Bilderbuch:Die mit dem Hai tanzen

Bilderbuch: Illustration aus Nikolaus Heidelbach: Marina

Illustration aus Nikolaus Heidelbach: Marina

Nikolaus Heidelbach lässt in seiner Bildergeschichte "Marina" Raum für Träume

Von Karin Gruss

Wir haben sie am Strand gefunden, mein großer Bruder und ich. Wir haben sie zu uns nach Hause gebracht. . . Wir nannten sie Marina." Das fremde Mädchen aus dem Meer bekommt ein eigenes Bett, ein eigenes Zimmer, Essen und Trinken und jede Menge Aufmerksamkeit auch von einer Polizistin, aber die um Ausgleich bemühte Mutter "konnte sie beruhigen".

Marina kann gut zuhören, deshalb lernt sie rasch die neue Sprache. Sie, die aus dem Meer kommt, erzählt "wie ein Wasserfall" von ihrer königlichen Familie dort unten und mit ausladenden Gesten von einer traumhaften Unterwasserwelt mit "Schloss im Park und Swimmingpool und einer Achterbahn mit Wasserautos".

Ohne Zweifel jedoch plädiert Nikolaus Heidelbach wie gewohnt für Fantasie als rettendem Ort.

Nikolaus Heidelbach, dem wir so manche bildgewaltige Märcheninterpretation zu verdanken haben, nimmt seine Bildleser mit auf eine fantastische Reise über den Meeresboden: In einem schimärenhaften Garnelenboot gleitet das stolze Königspaar über ein zauberhaftes Schloss mit Muschelschneckentürmen, vorbei an sieben Meermädchen, die mit dem Hai tanzen, und mitten durch eine Achterbahn in Kannenpflanzen ähnlichen Scootern, die auf jedem Jahrmarkt Aufsehen erregen würden. Das Meer Ursprung des Lebens hat als romantische Kulisse ungetrübter Urlaubsträume längst ausgedient.
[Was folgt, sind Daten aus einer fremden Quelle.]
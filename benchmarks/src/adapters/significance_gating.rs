use std::time::Instant;

use akashi_models::Decision;
use akashi_server::services::scorer::{GateOutcome, ScorerConfig};
use chrono::Utc;
use uuid::Uuid;

use crate::adapters::BenchTarget;
use crate::result::BenchmarkResult;

/// Benchmark adapter for the stage-1 candidate gate over synthetic decision
/// pairs with 1024-dimensional embeddings.
pub struct SignificanceGatingBench;

fn embedding(seed: u64) -> Vec<f32> {
    // Deterministic pseudo-embedding; no RNG dependency needed.
    let mut state = seed.wrapping_mul(6364136223846793005).wrapping_add(1442695040888963407);
    (0..1024)
        .map(|_| {
            state = state
                .wrapping_mul(6364136223846793005)
                .wrapping_add(1442695040888963407);
            ((state >> 33) as f32 / u32::MAX as f32) - 0.5
        })
        .collect()
}

fn decision(agent: &str, topic_seed: u64, outcome_seed: u64) -> Decision {
    Decision {
        id: Uuid::new_v4(),
        run_id: Uuid::new_v4(),
        agent_id: agent.to_string(),
        org_id: Uuid::nil(),
        decision_type: "deployment".to_string(),
        outcome: format!("outcome-{}", outcome_seed),
        confidence: 0.85,
        reasoning: None,
        session_id: None,
        topic_embedding: Some(embedding(topic_seed)),
        outcome_embedding: Some(embedding(outcome_seed)),
        valid_from: Utc::now(),
    }
}

impl BenchTarget for SignificanceGatingBench {
    fn id(&self) -> String {
        "significance_gating".to_string()
    }

    fn run(&self) -> BenchmarkResult {
        let config = ScorerConfig::default();
        let pairs: Vec<(Decision, Decision)> = (0..64)
            .map(|i| {
                // Half the pairs share a topic seed and must clear the floor.
                let topic_b = if i % 2 == 0 { i } else { i + 1000 };
                (
                    decision("alice", i, i + 1),
                    decision("bob", topic_b, i + 2),
                )
            })
            .collect();

        let iterations = 200;
        let start = Instant::now();

        let mut evaluated = 0usize;
        for _ in 0..iterations {
            for (a, b) in &pairs {
                if matches!(config.gate(a, b, true), GateOutcome::Evaluate(_)) {
                    evaluated += 1;
                }
            }
        }

        let duration = start.elapsed();
        let comparisons = iterations * pairs.len();

        BenchmarkResult::new(
            self.id(),
            serde_json::json!({
                "comparisons": comparisons,
                "evaluated": evaluated,
                "total_duration_ms": duration.as_millis(),
                "throughput_pairs_per_sec": comparisons as f64 / duration.as_secs_f64(),
            }),
        )
    }
}

#[cfg(test)]
mod tests {
    use super::*;

    #[test]
    fn test_significance_gating_bench() {
        let bench = SignificanceGatingBench;
        assert_eq!(bench.id(), "significance_gating");

        let result = bench.run();
        assert!(result.metrics.get("comparisons").is_some());
    }

    #[test]
    fn test_identical_topic_pairs_reach_the_llm() {
        let config = ScorerConfig::default();
        let a = decision("alice", 42, 1);
        let b = decision("bob", 42, 2);
        assert!(matches!(config.gate(&a, &b, true), GateOutcome::Evaluate(_)));
    }
}
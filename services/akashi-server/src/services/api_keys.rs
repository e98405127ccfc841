use std::sync::Arc;

use actix_web::web;
use akashi_common::AppError;
use akashi_models::Agent;
use argon2::{
    password_hash::{rand_core::OsRng, PasswordHash, PasswordHasher, PasswordVerifier, SaltString},
    Algorithm, Argon2, Params, Version,
};
use sqlx::PgPool;
use uuid::Uuid;

/// Argon2id parameters: t=1, m=64 MiB, p=4, 32-byte output. Salts are the
/// 16-byte `SaltString` default.
const MEMORY_KIB: u32 = 65536;
const ITERATIONS: u32 = 1;
const PARALLELISM: u32 = 4;
const OUTPUT_LEN: usize = 32;

/// Verifies `ApiKey agent_id:secret` credentials. Holds a precomputed dummy
/// hash so unknown agent ids still pay the full Argon2 cost, equalizing
/// response timing.
pub struct ApiKeyVerifier {
    argon2: Argon2<'static>,
    dummy_hash: String,
}

impl ApiKeyVerifier {
    pub fn new() -> Self {
        let params = Params::new(MEMORY_KIB, ITERATIONS, PARALLELISM, Some(OUTPUT_LEN))
            .expect("valid argon2 params");
        let argon2 = Argon2::new(Algorithm::Argon2id, Version::V0x13, params);

        let salt = SaltString::generate(&mut OsRng);
        let dummy_hash = argon2
            .hash_password(b"akashi-dummy-credential", &salt)
            .expect("hash dummy credential")
            .to_string();

        Self { argon2, dummy_hash }
    }

    /// Hash a freshly generated secret for storage.
    pub fn hash_secret(&self, secret: &str) -> Result<String, AppError> {
        let salt = SaltString::generate(&mut OsRng);
        let hash = self
            .argon2
            .hash_password(secret.as_bytes(), &salt)
            .map_err(|e| AppError::Internal(format!("failed to hash api key: {}", e)))?;
        Ok(hash.to_string())
    }

    pub fn verify_secret(&self, secret: &str, stored_hash: &str) -> bool {
        let Ok(parsed) = PasswordHash::new(stored_hash) else {
            return false;
        };
        self.argon2
            .verify_password(secret.as_bytes(), &parsed)
            .is_ok()
    }

    /// Burn the same work as a real verification without revealing whether
    /// the agent id exists.
    pub fn dummy_verify(&self, secret: &str) {
        let _ = self.verify_secret(secret, &self.dummy_hash);
    }
}

impl Default for ApiKeyVerifier {
    fn default() -> Self {
        Self::new()
    }
}

/// Generate a new opaque API key secret.
pub fn generate_secret() -> String {
    format!(
        "{}{}",
        Uuid::new_v4().simple(),
        Uuid::new_v4().simple()
    )
}

/// Resolve and verify an API-key credential against the agents table.
/// Argon2 runs on the blocking pool; when no agent matches, a dummy
/// verification burns the same work so response timing stays flat.
pub async fn authenticate_api_key(
    verifier: &Arc<ApiKeyVerifier>,
    pool: &PgPool,
    agent_id: &str,
    secret: &str,
) -> Result<Agent, AppError> {
    let candidates: Vec<Agent> = sqlx::query_as(
        r#"
        SELECT id, org_id, agent_id, role, api_key_hash, tags, metadata, created_at
        FROM agents
        WHERE agent_id = $1 AND api_key_hash IS NOT NULL
        "#,
    )
    .bind(agent_id)
    .fetch_all(pool)
    .await?;

    let verifier = verifier.clone();
    let secret = secret.to_string();
    let matched = web::block(move || {
        if candidates.is_empty() {
            verifier.dummy_verify(&secret);
            return None;
        }
        candidates.into_iter().find(|agent| {
            agent
                .api_key_hash
                .as_deref()
                .map(|hash| verifier.verify_secret(&secret, hash))
                .unwrap_or(false)
        })
    })
    .await
    .map_err(|e| AppError::Internal(format!("credential check failed: {}", e)))?;

    matched.ok_or_else(|| AppError::Unauthorized("invalid credentials".to_string()))
}

/// Parse an `Authorization: ApiKey agent_id:secret` header value.
pub fn parse_api_key_header(value: &str) -> Option<(&str, &str)> {
    let rest = value.strip_prefix("ApiKey ")?;
    let (agent_id, secret) = rest.split_once(':')?;
    if agent_id.is_empty() || secret.is_empty() {
        return None;
    }
    Some((agent_id, secret))
}

#[cfg(test)]
mod tests {
    use super::*;

    #[test]
    fn hash_and_verify_round_trip() {
        let verifier = ApiKeyVerifier::new();
        let secret = generate_secret();
        let hash = verifier.hash_secret(&secret).unwrap();

        assert!(hash.starts_with("$argon2id$"));
        assert!(verifier.verify_secret(&secret, &hash));
        assert!(!verifier.verify_secret("wrong-secret", &hash));
    }

    #[test]
    fn hash_encodes_configured_parameters() {
        let verifier = ApiKeyVerifier::new();
        let hash = verifier.hash_secret("s3cr3t").unwrap();
        assert!(hash.contains("m=65536,t=1,p=4"));
    }

    #[test]
    fn malformed_stored_hash_never_verifies() {
        let verifier = ApiKeyVerifier::new();
        assert!(!verifier.verify_secret("anything", "not-a-phc-string"));
    }

    #[test]
    fn parses_api_key_credential_form() {
        assert_eq!(
            parse_api_key_header("ApiKey alice:secret-123"),
            Some(("alice", "secret-123"))
        );
        assert!(parse_api_key_header("Bearer token").is_none());
        assert!(parse_api_key_header("ApiKey no-colon").is_none());
        assert!(parse_api_key_header("ApiKey :secret").is_none());
        assert!(parse_api_key_header("ApiKey alice:").is_none());
    }

    #[test]
    fn generated_secrets_are_unique() {
        assert_ne!(generate_secret(), generate_secret());
        assert_eq!(generate_secret().len(), 64);
    }
}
So wundert es nicht, dass Nikolaus Heidelbach sich nicht scheut - adressiert an erwachsenes Vorwissen - im Innentitel an den ertrunkenen syrischen Jungen Alan Kurdi zu erinnern. Dennoch bewahrt der Künstler in "Marina" ein konsumverseuchtes Meer auch als Ort der Träume, als Märchenwelt und emotionales Refugium, als Quell für Widerstandskraft und Überlebenswillen. Traum oder Trauma? Der Künstler lässt die Deutung in der Schwebe. Ohne Zweifel jedoch plädiert er wie gewohnt für Fantasie als rettendem Ort. Wann war uns dieser je notwendiger als jetzt? Fantastische Welten als Rückzugsort werden gerne als Realitätsflucht diffamiert. Wer wachen Auges mit Kindern lebt, weiß auch vom Gegenteil. Das Mädchen Marina ist zu keiner Zeit Opfer. Ausgestattet mit Braids-Frisur und deutlichem Stolz auf ihre Herkunft weiß sie sich nachdrücklich gegen eine rassistische Beleidigung zu wehren. Diese Geschichte einer Flucht ist auch eine des Ankommens. Heidelbach lässt Raum für eigene Träume, Ängste und Wünsche. Dementsprechend überrascht er uns mit einem offenen Schluss, der keineswegs das Ende bedeutet, sondern einen neuen Anfang setzt. Ein Plädoyer für Fantasie, das kritisch Stellung bezieht und gleichzeitig Wege für freie Entscheidungen aufzeigt.

Nikolaus Heidelbach: Marina. Beltz & Gelberg 2022. 32 Seiten, 15 Euro.